[
https://issues.jboss.org/browse/JBMESSAGING-1456?page=com.atlassian.jira....
]
Jim Lebonitte commented on JBMESSAGING-1456:
--------------------------------------------
From reading through the comments it doesn't seem like it was ever
resolved but we are definitely seeing this issue in JBoss AS 6.1 with 3 clustered nodes.

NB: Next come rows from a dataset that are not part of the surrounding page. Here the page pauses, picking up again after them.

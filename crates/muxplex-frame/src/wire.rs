//! Wire tags carried in every frame header.
//!
//! The prefix names the registry a frame is destined for on the receiving
//! endpoint; the event type names what the frame means for that stream.

/// Prefix byte: which side of a logical stream a frame targets.
#[derive(Debug, Clone, Copy, PartialEq, Eq, Hash)]
#[repr(u8)]
pub enum Prefix {
    /// Destined for the receiver's locally-initiated streams.
    Local = 0xAA,
    /// Destined for the receiver's remotely-initiated streams.
    Remote = 0xBB,
    /// Out-of-band endpoint-to-endpoint signalling.
    System = 0xCC,
}

impl Prefix {
    /// Wire value of this prefix.
    pub fn as_byte(self) -> u8 {
        self as u8
    }

    /// The prefix a stream of this direction stamps on outgoing frames.
    ///
    /// A locally-initiated stream is a remote stream on the peer, and the
    /// other way round. `System` maps to itself.
    pub fn opposite(self) -> Self {
        match self {
            Prefix::Local => Prefix::Remote,
            Prefix::Remote => Prefix::Local,
            Prefix::System => Prefix::System,
        }
    }

    /// Human-readable name, `"UNKNOWN"` for unrecognised bytes.
    pub fn name_of(byte: u8) -> &'static str {
        match Prefix::try_from(byte) {
            Ok(Prefix::Local) => "LOCAL",
            Ok(Prefix::Remote) => "REMOTE",
            Ok(Prefix::System) => "SYSTEM",
            Err(_) => "UNKNOWN",
        }
    }
}

impl TryFrom<u8> for Prefix {
    type Error = u8;

    fn try_from(value: u8) -> Result<Self, u8> {
        match value {
            0xAA => Ok(Prefix::Local),
            0xBB => Ok(Prefix::Remote),
            0xCC => Ok(Prefix::System),
            other => Err(other),
        }
    }
}

/// Event type byte: the meaning of a frame for its stream.
#[derive(Debug, Clone, Copy, PartialEq, Eq, Hash)]
#[repr(u8)]
pub enum EventType {
    /// First frame of a locally-initiated stream; carries its first chunk.
    Connection = 0,
    /// A chunk of stream data.
    Data = 1,
    /// Orderly end of a stream.
    End = 2,
    /// The stream was torn down because of an error.
    Error = 3,
    /// System message, only meaningful with [`Prefix::System`].
    System = 0x10,
}

impl EventType {
    /// Wire value of this event type.
    pub fn as_byte(self) -> u8 {
        self as u8
    }

    /// Human-readable name, `"UNKNOWN"` for unrecognised bytes.
    pub fn name_of(byte: u8) -> &'static str {
        match EventType::try_from(byte) {
            Ok(EventType::Connection) => "CONNECTION",
            Ok(EventType::Data) => "DATA",
            Ok(EventType::End) => "END",
            Ok(EventType::Error) => "ERROR",
            Ok(EventType::System) => "SYSTEM",
            Err(_) => "UNKNOWN",
        }
    }
}

impl TryFrom<u8> for EventType {
    type Error = u8;

    fn try_from(value: u8) -> Result<Self, u8> {
        match value {
            0 => Ok(EventType::Connection),
            1 => Ok(EventType::Data),
            2 => Ok(EventType::End),
            3 => Ok(EventType::Error),
            0x10 => Ok(EventType::System),
            other => Err(other),
        }
    }
}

It will work fine for a week or so then we start noticing messages are missing. When we
look in the jmx console we will see thousands being delivered and the same exact number in
the queue and it never goes down. When we bounce the servers the message beans then
consume the persisted messages because once the servers come back up they aren't in
the being delivered state anymore. Should I open a new issue? Problem is we don't
really know how to re-create it but it happens regularly in our system. It seems to have
started when we upgraded from JBoss 4 to JBoss 6. We weren't using the clustering of
the jms in jboss 4 and we would like to but for now we are going to try shutting it off to
see it helps.
Messages stuck in being-delivered state in cluster
--------------------------------------------------
Key: JBMESSAGING-1456
URL:
https://issues.jboss.org/browse/JBMESSAGING-1456
Project: JBoss Messaging
Issue Type: Bug
Affects Versions: 1.4.0.SP3_CP03, 1.4.0.SP3.CP07
Reporter: Justin Bertram
Assignee: Yong Hao Gao
Priority: Blocker
Fix For: 1.4.0.SP3.CP08, 1.4.4.GA
Attachments: DeliveringCount.png, kill3_thread_dump.txt, logs-and-config.zip,
MessageStucked.png, RemoveAllMessagesException.png, test-1456-jars.zip, thread_dump.txt
Messages become "stuck" in being-delivered state when clients use a clustered
XA connection factory in a cluster of at least 2 nodes.
JBoss setup:
-2 nodes of JBoss EAP 4.3 CP02
-commented out "ClusterPullConnectionFactory" in messaging-service.xml to
prevent message redistribution and eliminate the "message suckers" as the
potential culprit
-MySQL backend using the default mysql-persistence-service.xml (from
<JBOSS_HOME>/docs/examples/jms)
Client setup:
-both nodes have a client which is a separate process (i.e. not inside JBoss)
-clients are Spring based
-one client produces and consumes, the other client just consumes
-both clients use the ClusteredXAConnectionFactory from the default
connection-factories-service.xml
-both clients publish to and consume from "queue/testDistributedQueue"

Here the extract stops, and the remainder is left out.